About the busyness and action and stuff... I was actually trying to go for that, in my way, but it's the first time I've tried writing anything like this and I'm not surprised to have gotten the mix wrong.

As for, "most beloved superhero team of all time", I thought quite a bit about that before putting it in there. Whether it's true or not (and I think it is; notice I didn't say 'most popular'), it's a heck of a thing to be able to say about something you're trying to promote.

8:06 AM  
Anonymous Anonymous said...

I love your hypothetical trailer. It sounds to me more like what you would want to show a studio to convince them to fund the movie, though. It's dense, but high concept enough (it's the future, they're students, they're superheroes, they fight, they defend) to give the full flavor of the story without their having to previously know a single thing about the Legion.

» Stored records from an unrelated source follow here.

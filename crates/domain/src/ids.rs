use std::fmt;

use serde::{Deserialize, Serialize};
use uuid::Uuid;

macro_rules! define_id {
    ($name:ident) => {
        #[derive(Debug, Clone, Copy, PartialEq, Eq, Hash, Serialize, Deserialize)]
        pub struct $name(Uuid);

        impl $name {
            pub fn new() -> Self {
                Self(Uuid::new_v4())
            }

            pub fn from_uuid(uuid: Uuid) -> Self {
                Self(uuid)
            }

            pub fn as_uuid(&self) -> &Uuid {
                &self.0
            }

            pub fn to_uuid(self) -> Uuid {
                self.0
            }
        }

        impl Default for $name {
            fn default() -> Self {
                Self::new()
            }
        }

        impl fmt::Display for $name {
            fn fmt(&self, f: &mut fmt::Formatter<'_>) -> fmt::Result {
                write!(f, "{}", self.0)
            }
        }

        impl From<Uuid> for $name {
            fn from(value: Uuid) -> Self {
                Self(value)
            }
        }

        impl From<$name> for Uuid {
            fn from(value: $name) -> Self {
                value.0
            }
        }
    };
}

// Entities of every kind share one id space; the kind discriminant lives on
// the entity record itself, never in the id.
define_id!(EntityId);

#[cfg(test)]
mod tests {
    use super::*;

    #[test]
    fn entity_id_display_roundtrips_through_uuid() {
        let id = EntityId::new();
        let parsed = Uuid::parse_str(&id.to_string()).expect("valid uuid");
        assert_eq!(id, EntityId::from_uuid(parsed));
    }

    #[test]
    fn entity_ids_are_unique() {
        assert_ne!(EntityId::new(), EntityId::new());
    }
}
//! Linguistic annotation contract.
//!
//! Tokenizing, lemmatizing, tagging and parsing are an external collaborator's
//! job. This module defines the narrow capability surface the extraction code
//! consumes — sentences, per-token lemma/POS/dependency data and a baseline
//! set of generic entity spans — so a different annotation engine can be
//! substituted without touching extraction logic.

use serde::{Deserialize, Serialize};
use thiserror::Error;

use chronicler_domain::EntityKind;

/// Annotation backend failure. Propagates out of a pipeline run unchanged.
#[derive(Debug, Error)]
pub enum AnnotateError {
    #[error("Annotation backend error: {0}")]
    Backend(String),
}

/// The annotation backend: raw text in, analyzed document out.
pub trait Annotator: Send + Sync {
    fn annotate(&self, text: &str) -> Result<Document, AnnotateError>;
}

/// Coarse part-of-speech. Only the classes span expansion cares about are
/// distinguished; everything else collapses to `Other`.
#[derive(Debug, Clone, Copy, PartialEq, Eq, Serialize, Deserialize)]
#[serde(rename_all = "snake_case")]
pub enum Pos {
    Noun,
    ProperNoun,
    Adjective,
    Verb,
    Other,
}

/// Dependency relation of a token to its head.
#[derive(Debug, Clone, Copy, PartialEq, Eq, Serialize, Deserialize)]
#[serde(rename_all = "snake_case")]
pub enum DepRel {
    /// Nominal subject.
    NominalSubject,
    /// Direct object.
    DirectObject,
    /// Prepositional object.
    PrepositionalObject,
    /// Indirect object.
    IndirectObject,
    Other,
}

impl DepRel {
    /// Relations that make a token the object side of a relation verb.
    pub fn is_object(&self) -> bool {
        matches!(
            self,
            DepRel::DirectObject | DepRel::PrepositionalObject | DepRel::IndirectObject
        )
    }
}

/// One analyzed token. Offsets are byte offsets into [`Document::text`],
/// aligned to char boundaries.
#[derive(Debug, Clone, PartialEq, Serialize, Deserialize)]
pub struct Token {
    pub text: String,
    pub lemma: String,
    pub pos: Pos,
    pub dep: DepRel,
    /// Index of the head token within the document; a root points at itself.
    pub head: usize,
    pub start: usize,
    pub end: usize,
}

/// A sentence as a token range plus a char range.
#[derive(Debug, Clone, Copy, PartialEq, Eq, Serialize, Deserialize)]
pub struct Sentence {
    /// First token index, inclusive.
    pub start_token: usize,
    /// Past-the-end token index.
    pub end_token: usize,
    pub start: usize,
    pub end: usize,
}

/// Label of a baseline (or recognizer-emitted) entity span.
#[derive(Debug, Clone, Copy, PartialEq, Eq, Hash, Serialize, Deserialize)]
#[serde(rename_all = "snake_case")]
pub enum SpanLabel {
    Person,
    Location,
    GeopoliticalEntity,
    Facility,
    Organization,
    Event,
    Monster,
    Item,
}

impl SpanLabel {
    /// Map an annotation label onto the domain kind it seeds.
    pub fn entity_kind(&self) -> EntityKind {
        match self {
            SpanLabel::Person => EntityKind::Character,
            SpanLabel::Location | SpanLabel::GeopoliticalEntity | SpanLabel::Facility => {
                EntityKind::Location
            }
            SpanLabel::Monster => EntityKind::Creature,
            SpanLabel::Item => EntityKind::Item,
            SpanLabel::Organization => EntityKind::Faction,
            SpanLabel::Event => EntityKind::Event,
        }
    }
}

/// A labeled entity span over a contiguous token run.
#[derive(Debug, Clone, Copy, PartialEq, Eq, Serialize, Deserialize)]
pub struct EntitySpan {
    pub label: SpanLabel,
    /// First token index, inclusive.
    pub start_token: usize,
    /// Past-the-end token index.
    pub end_token: usize,
    pub start: usize,
    pub end: usize,
}

impl EntitySpan {
    /// Token-range overlap check.
    pub fn overlaps(&self, start_token: usize, end_token: usize) -> bool {
        start_token < self.end_token && end_token > self.start_token
    }

    pub fn contains_token(&self, index: usize) -> bool {
        index >= self.start_token && index < self.end_token
    }
}

/// An annotated document: the raw text plus everything the backend derived
/// from it. Immutable once built.
#[derive(Debug, Clone, PartialEq, Serialize, Deserialize)]
pub struct Document {
    text: String,
    tokens: Vec<Token>,
    sentences: Vec<Sentence>,
    spans: Vec<EntitySpan>,
}

impl Document {
    pub fn builder() -> DocumentBuilder {
        DocumentBuilder::new()
    }

    pub fn text(&self) -> &str {
        &self.text
    }

    pub fn tokens(&self) -> &[Token] {
        &self.tokens
    }

    pub fn sentences(&self) -> &[Sentence] {
        &self.sentences
    }

    /// Baseline entity spans supplied by the annotation backend.
    pub fn spans(&self) -> &[EntitySpan] {
        &self.spans
    }

    pub fn sentence_text(&self, sentence: &Sentence) -> &str {
        &self.text[sentence.start..sentence.end]
    }

    pub fn span_text(&self, span: &EntitySpan) -> &str {
        &self.text[span.start..span.end]
    }

    /// Tokens belonging to one sentence.
    pub fn sentence_tokens(&self, sentence: &Sentence) -> &[Token] {
        &self.tokens[sentence.start_token..sentence.end_token]
    }

    /// The sentence a token belongs to, if any.
    pub fn sentence_of_token(&self, index: usize) -> Option<&Sentence> {
        self.sentences
            .iter()
            .find(|s| index >= s.start_token && index < s.end_token)
    }
}

/// Incremental [`Document`] construction, used by annotation adapters and by
/// test fixtures. Reassembles the raw text from the tokens: tokens are
/// space-joined except that closing punctuation attaches to the previous
/// token.
#[derive(Debug, Default)]
pub struct DocumentBuilder {
    text: String,
    tokens: Vec<Token>,
    sentences: Vec<Sentence>,
    spans: Vec<EntitySpan>,
    sentence_start_token: usize,
    sentence_start_char: usize,
}

impl DocumentBuilder {
    pub fn new() -> Self {
        Self::default()
    }

    /// Add a token with full dependency information. `head` is a document-wide
    /// token index; pass the token's own upcoming index for a root.
    pub fn token(
        &mut self,
        text: &str,
        lemma: &str,
        pos: Pos,
        dep: DepRel,
        head: usize,
    ) -> &mut Self {
        let first_in_sentence = self.tokens.len() == self.sentence_start_token;
        let is_punctuation = matches!(text, "." | "," | "!" | "?" | ";" | ":");
        if !self.text.is_empty() && (first_in_sentence || !is_punctuation) {
            self.text.push(' ');
        }
        let start = self.text.len();
        self.text.push_str(text);
        self.tokens.push(Token {
            text: text.to_string(),
            lemma: lemma.to_string(),
            pos,
            dep,
            head,
            start,
            end: self.text.len(),
        });
        self
    }

    /// Add a plain token: no dependency relation, head pointing at itself.
    pub fn word(&mut self, text: &str, lemma: &str, pos: Pos) -> &mut Self {
        let index = self.tokens.len();
        self.token(text, lemma, pos, DepRel::Other, index)
    }

    /// Close the current sentence at the tokens added so far.
    pub fn end_sentence(&mut self) -> &mut Self {
        if self.tokens.len() > self.sentence_start_token {
            self.sentences.push(Sentence {
                start_token: self.sentence_start_token,
                end_token: self.tokens.len(),
                start: self.sentence_start_char,
                end: self.text.len(),
            });
        }
        self.sentence_start_token = self.tokens.len();
        // Next sentence starts after the separating space (added lazily).
        self.sentence_start_char = self.text.len() + 1;
        self
    }

    /// Record a baseline entity span over `[start_token, end_token)`.
    pub fn span(&mut self, label: SpanLabel, start_token: usize, end_token: usize) -> &mut Self {
        if start_token < end_token && end_token <= self.tokens.len() {
            self.spans.push(EntitySpan {
                label,
                start_token,
                end_token,
                start: self.tokens[start_token].start,
                end: self.tokens[end_token - 1].end,
            });
        }
        self
    }

    pub fn finish(mut self) -> Document {
        if self.tokens.len() > self.sentence_start_token {
            self.end_sentence();
        }
        Document {
            text: self.text,
            tokens: self.tokens,
            sentences: self.sentences,
            spans: self.spans,
        }
    }
}

#[cfg(test)]
mod tests {
    use super::*;

    fn simple_doc() -> Document {
        let mut b = Document::builder();
        b.word("Gandalf", "Gandalf", Pos::ProperNoun)
            .word("je", "být", Pos::Verb)
            .word("čaroděj", "čaroděj", Pos::Noun)
            .word(".", ".", Pos::Other)
            .end_sentence();
        b.word("Bydlí", "bydlet", Pos::Verb)
            .word("v", "v", Pos::Other)
            .word("Roklince", "Roklinka", Pos::ProperNoun)
            .word(".", ".", Pos::Other)
            .end_sentence();
        b.span(SpanLabel::Person, 0, 1);
        b.finish()
    }

    #[test]
    fn builder_reassembles_text_with_attached_punctuation() {
        let doc = simple_doc();
        assert_eq!(doc.text(), "Gandalf je čaroděj. Bydlí v Roklince.");
    }

    #[test]
    fn sentences_cover_their_tokens_and_text() {
        let doc = simple_doc();
        assert_eq!(doc.sentences().len(), 2);
        let first = doc.sentences()[0];
        assert_eq!(doc.sentence_text(&first), "Gandalf je čaroděj.");
        assert_eq!(doc.sentence_tokens(&first).len(), 4);
        let second = doc.sentences()[1];
        assert_eq!(doc.sentence_text(&second), "Bydlí v Roklince.");
    }

    #[test]
    fn span_text_and_overlap() {
        let doc = simple_doc();
        let span = doc.spans()[0];
        assert_eq!(doc.span_text(&span), "Gandalf");
        assert!(span.overlaps(0, 2));
        assert!(!span.overlaps(1, 3));
    }

    #[test]
    fn sentence_of_token_finds_the_right_sentence() {
        let doc = simple_doc();
        assert_eq!(
            doc.sentence_of_token(6).map(|s| s.start_token),
            Some(4usize)
        );
        assert!(doc.sentence_of_token(99).is_none());
    }

    #[test]
    fn span_label_kind_mapping_is_total() {
        use chronicler_domain::EntityKind;
        assert_eq!(SpanLabel::Person.entity_kind(), EntityKind::Character);
        assert_eq!(SpanLabel::Facility.entity_kind(), EntityKind::Location);
        assert_eq!(SpanLabel::Monster.entity_kind(), EntityKind::Creature);
        assert_eq!(SpanLabel::Organization.entity_kind(), EntityKind::Faction);
    }
}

The fact that Superman is in it is gravy.

8:08 AM  
Blogger Matthew E said...

Thanks. It's true that I was trying to... not to explain the plot (which, let's face it, I haven't got more than a hazy idea of in the first place) so much as to suggest that there is one. But if MGK (above) is right, maybe I shouldn't even have been doing that. Oh well; I'll know for next time, assuming that for whatever weird reason there is a next time.

8:26 AM  
Anonymous Anonymous said...

Definately bad on the "most beloved superhero team of all time". If theres one thing the Legion cartoon DID teach me, its that fewer people have heard of the Legion then I realised it. I mean, I watch the whole of Superman animated series and JLU, but even I went "Legion of who?" at the cartoon. The name of "Legion" in their previous appearances just slip by me. Yet everyone pretty much knows who the X-Men are. That sentance alone needs some work.

The movie trailer itself... It sounds like you are trying to create a Preview of the movie rather then a trailer. That would work as a pre-movie based comic (which has been done before with movies) but not as a trailer. It doesn't give a lot of plot away, but does hype up what little it IS will to tell.

3:13 PM  
Blogger Matthew E said...

I'm perfectly willing to admit that I don't know how to script a trailer.

On the other hand, if I ever got involved in anything like this for real, I'd fight for the phrase 'most beloved of all time'. I'm not saying I could prove it was true, but this is, after all, advertising. It just has to be defensible, and it is defensible.